In una discussione politica, interna o internazionale, non conviene snocciolare la cronistoria o gli eventi: si arriva dritti al dunque, con una conclusione a effetto, a esempio “è tutta colpa di…”.
La massa dei navigatori predilige emozioni classiche, risate o, al contrario, argomenti commoventi, purché percepibili, sensorialmente, in breve tempo.
Messaggi, immagini, video di carattere umoristico o che evocano esplicitamente la bellezza femminile o maschile, sono tra i più seguiti.
I sondaggi hanno molto seguito purché molto diretti e volti a scatenare l’opinione, a schierarsi radicalmente, a delimitare il proprio recinto, il proprio autorevolissimo parere.
Uno spazio a parte, considerevole, è riservato alle notizie “bomba”, quelle ritenute più ridicole, sensazionali, strane, impossibili o che urtano la (residua e presunta) morale. In tal caso, non è necessario approfondire la validità e la fondatezza dell’informazione: si assimila e si condivide il più possibile, cavalcandone la notorietà, senza filtro.
L’esigenza smodata di visibilità stravolge l’onestà intellettuale, piega la persona a non essere autentica, a veicolare messaggi capziosi, a plagiare, a catturare l’altrui benevolenza, a rendere tendenza sociale una (eventuale) personale opinione.

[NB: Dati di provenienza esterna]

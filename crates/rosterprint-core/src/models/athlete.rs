use std::fmt;

use serde::{Deserialize, Deserializer, Serialize};
use serde_json::Value;

use crate::utils::{format_buddhist_date, split_name};

use super::Level;

/// Label given to a missing sport, age bracket or gender when grouping.
/// One sentinel for all three keeps blank cells from producing several
/// distinct "empty" groups.
pub const UNSPECIFIED: &str = "ไม่ระบุ";

/// Trim a grouping field, substituting [`UNSPECIFIED`] when it is blank.
pub fn or_unspecified(value: &str) -> String {
    let trimmed = value.trim();
    if trimmed.is_empty() {
        UNSPECIFIED.to_string()
    } else {
        trimmed.to_string()
    }
}

/// Sub-category the registration form always submits.
pub const DEFAULT_SUB_CATEGORY: &str = "ทั่วไป";

/// Spreadsheet cells come back as strings, numbers or nulls depending on how
/// they were typed in; normalize all of them to a string.
fn lenient_string<'de, D>(deserializer: D) -> Result<String, D::Error>
where
    D: Deserializer<'de>,
{
    let value = Option::<Value>::deserialize(deserializer)?;
    Ok(match value {
        None | Some(Value::Null) => String::new(),
        Some(Value::String(s)) => s,
        Some(other) => other.to_string(),
    })
}

/// One registered athlete as stored by the spreadsheet backend.
#[derive(Debug, Clone, Default, PartialEq, Serialize, Deserialize)]
#[cfg_attr(feature = "ts", derive(ts_rs::TS), ts(export))]
pub struct Athlete {
    #[serde(default, deserialize_with = "lenient_string")]
    pub id: String,
    #[serde(default, deserialize_with = "lenient_string")]
    pub timestamp: String,
    #[serde(default, deserialize_with = "lenient_string")]
    pub level: String,
    #[serde(rename = "sportType", default, deserialize_with = "lenient_string")]
    pub sport_type: String,
    #[serde(rename = "subCategory", default, deserialize_with = "lenient_string")]
    pub sub_category: String,
    #[serde(default, deserialize_with = "lenient_string")]
    pub age: String,
    #[serde(rename = "birthDate", default, deserialize_with = "lenient_string")]
    pub birth_date: String,
    #[serde(default, deserialize_with = "lenient_string")]
    pub gender: String,
    #[serde(default, deserialize_with = "lenient_string")]
    pub name: String,
    #[serde(default, deserialize_with = "lenient_string")]
    pub school: String,
    #[serde(default, deserialize_with = "lenient_string")]
    pub coach: String,
    #[serde(rename = "imageUrl", default, deserialize_with = "lenient_string")]
    pub image_url: String,
    #[serde(default, deserialize_with = "lenient_string")]
    pub note: String,
}

impl Athlete {
    pub fn group_key(&self) -> GroupKey {
        GroupKey::new(&self.sport_type, &self.age, &self.gender)
    }

    pub fn first_name(&self) -> &str {
        split_name(&self.name).0
    }

    pub fn last_name(&self) -> &str {
        split_name(&self.name).1
    }

    pub fn has_photo(&self) -> bool {
        !self.image_url.trim().is_empty()
    }

    /// Birth date in `DD/MM/YYYY` Buddhist Era form, or the raw value if it
    /// isn't a date.
    pub fn birth_date_display(&self) -> String {
        format_buddhist_date(&self.birth_date)
    }

    /// Sport and age bracket the way the roster table shows them.
    pub fn category_display(&self) -> String {
        let key = self.group_key();
        format!("{} ({} ปี)", key.sport, key.age)
    }
}

/// The sport / age bracket / gender triple that decides which printed sheet
/// an athlete lands on.
#[derive(Debug, Clone, PartialEq, Eq, Hash)]
pub struct GroupKey {
    pub sport: String,
    pub age: String,
    pub gender: String,
}

impl GroupKey {
    /// Build a key, substituting [`UNSPECIFIED`] for blank fields.
    pub fn new(sport: &str, age: &str, gender: &str) -> Self {
        Self {
            sport: or_unspecified(sport),
            age: or_unspecified(age),
            gender: or_unspecified(gender),
        }
    }

    /// `sport|age|gender`, the string groups are ordered by.
    pub fn composite(&self) -> String {
        format!("{}|{}|{}", self.sport, self.age, self.gender)
    }

    /// Human-readable label printed in page footers.
    pub fn label(&self) -> String {
        format!("{} {}ปี {}", self.sport, self.age, self.gender)
    }
}

impl fmt::Display for GroupKey {
    fn fmt(&self, f: &mut fmt::Formatter<'_>) -> fmt::Result {
        write!(f, "{}", self.composite())
    }
}

/// Payload for one athlete in a bulk `save` call. The photo travels inline
/// as a data URL in `imageBlob`; the store uploads it and fills `imageUrl`.
#[derive(Debug, Clone, PartialEq, Serialize, Deserialize)]
#[cfg_attr(feature = "ts", derive(ts_rs::TS), ts(export))]
pub struct NewAthlete {
    pub level: Level,
    #[serde(rename = "sportType")]
    pub sport_type: String,
    #[serde(rename = "subCategory")]
    pub sub_category: String,
    pub age: String,
    pub gender: String,
    pub name: String,
    #[serde(rename = "birthDate")]
    pub birth_date: String,
    pub school: String,
    pub coach: String,
    #[serde(rename = "imageBlob")]
    pub image_blob: Option<String>,
    #[serde(rename = "imageUrl")]
    pub image_url: String,
    pub note: String,
}

/// Payload for an `update` call: every editable field, plus a replacement
/// photo when one was chosen.
#[derive(Debug, Clone, PartialEq, Serialize, Deserialize)]
#[cfg_attr(feature = "ts", derive(ts_rs::TS), ts(export))]
pub struct AthleteUpdate {
    pub level: String,
    #[serde(rename = "sportType")]
    pub sport_type: String,
    #[serde(rename = "subCategory")]
    pub sub_category: String,
    pub age: String,
    pub gender: String,
    pub name: String,
    #[serde(rename = "birthDate")]
    pub birth_date: String,
    pub school: String,
    pub coach: String,
    #[serde(rename = "imageUrl")]
    pub image_url: String,
    pub note: String,
    #[serde(rename = "imageBlob", skip_serializing_if = "Option::is_none", default)]
    pub image_blob: Option<String>,
}

impl From<&Athlete> for AthleteUpdate {
    fn from(athlete: &Athlete) -> Self {
        Self {
            level: athlete.level.clone(),
            sport_type: athlete.sport_type.clone(),
            sub_category: athlete.sub_category.clone(),
            age: athlete.age.clone(),
            gender: athlete.gender.clone(),
            name: athlete.name.clone(),
            birth_date: athlete.birth_date.clone(),
            school: athlete.school.clone(),
            coach: athlete.coach.clone(),
            image_url: athlete.image_url.clone(),
            note: athlete.note.clone(),
            image_blob: None,
        }
    }
}
// This Source Code Form is subject to the terms of the Mozilla Public
// License, v. 2.0. If a copy of the MPL was not distributed with this
// file, You can obtain one at https://mozilla.org/MPL/2.0/.

//! Architecture-specific support.
//!
//! In practice, this works by
//!
//! - Conditionally defining a nested module (below).
//! - `pub use`-ing its contents
//!
//! Thus, all architecture-specific types and functions show up right here in
//! the `arch` module, magically tailored for the current target.
//!
//! For this to work, each architecture support module must define the same set
//! of names. The ones the portable code relies on are:
//!
//! - `algorithm_entry`, turning a loaded image's entry address into something
//!   callable,
//! - `sync_loaded_code`, run after copying code into memory,
//! - `cycle_count`, the free-running cycle counter,
//! - `wake_relay`, requesting a relay pass from interrupt context,
//! - `force_resume`, restarting the runner after a fault.

cfg_if::cfg_if! {
    // Note: cfg_if! is slightly touchy about ordering and expression
    // complexity; this chain seems to be the best compromise.

    if #[cfg(all(target_os = "none", target_arch = "arm"))] {
        pub mod arm_m;
        pub use arm_m::*;
    } else if #[cfg(target_os = "none")] {
        compile_error!("support for this architecture not implemented");
    } else {
        // Host builds simulate just enough to test the portable code.
        pub mod fake;
        pub use fake::*;
    }
}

L’obiettivo è quello, subdolo, di cambiare gli atteggiamenti e di lavorare, in un’ottica di “finestra di Overton”, attraverso una persuasione graduale, lenta ma crescente, fino ad accettare alcuni presunti valori. Creare tendenza e rendere accettabile ciò che, in realtà, non lo è.
Molte volte si introduce la notizia “inopportuna” cercando di alleviarne il peso, come frutto di goliardia, di eccentricità positiva. Raramente (solo nei casi gravi) la notizia disdicevole riceve un commento e una risposta di condanna. Il limite dell’annosa questione dello spazio mediatico è, ora, più sottile: la pubblicazione di notizie e comportamenti sconcertanti può avere, nell’ottica contemporanea dei social, un’accettazione controversa ma progressiva nel tempo.
La realtà (e la storia), del resto, insegna come la notizia cattiva o falsa attiri più attenzione di quella buona e vera.
L’insicurezza, la mancanza di identità e personalità si scambiano con l’esigenza di essere “qualcuno”, attraverso un riconoscimento mediatico. La tribuna, un tempo, era riservata al circolo sotto casa o al bar dello sport e lì rimaneva, anche nelle conseguenze e negli effetti; ora, con i social, travalica confini e arriva ovunque, rischiando di lasciare esiti gravi.
Il limite è elastico poiché lo scandalo è ritenuto un elemento essenziale e quasi fisiologico della società, soprattutto se funzionale a trasmettere messaggi.
Un caso singolo non può essere esteso all’intera popolazione attraverso un processo di generalizzazione, peraltro non fondata da evidenza scientifica.
Si tratta di una visibilità funzionale che, oltre a veicolare l’immagine personale, tende a instaurare una letteratura dominante, imposta, unica, da accettare senza alternativa.
La censura mediatica è un’arma utilizzata a scopo propagandistico: offusca, silenzia principi per veicolare, attraverso filtri volutamente più flessibili, un anticonformismo apparentemente innocuo, ma con sostanziale “verità”, da dosare e somministrare gradualmente.
La pazzia (finta o vera) diventa funzionale ma, al di là dello stupore, è saggio non offrire risalto a notizie idiote: un pessimo esempio, peraltro, per bambini e ragazzi che leggono o ascoltano “informazioni” così fuorvianti. Occorre impedire (rinunciando a inviare, a esempio, meme e link di tale bassezza), che possa divenire virale ogni messaggio negativo, violento e anche subdolamente stupido ma in grado di trasmettere, scavando passo passo, contenuti distorti sulla sessualità, sulla personalità e sui valori. Questi ultimi non galleggiano su instabile scalpore e tendenza: godono di assolutezza.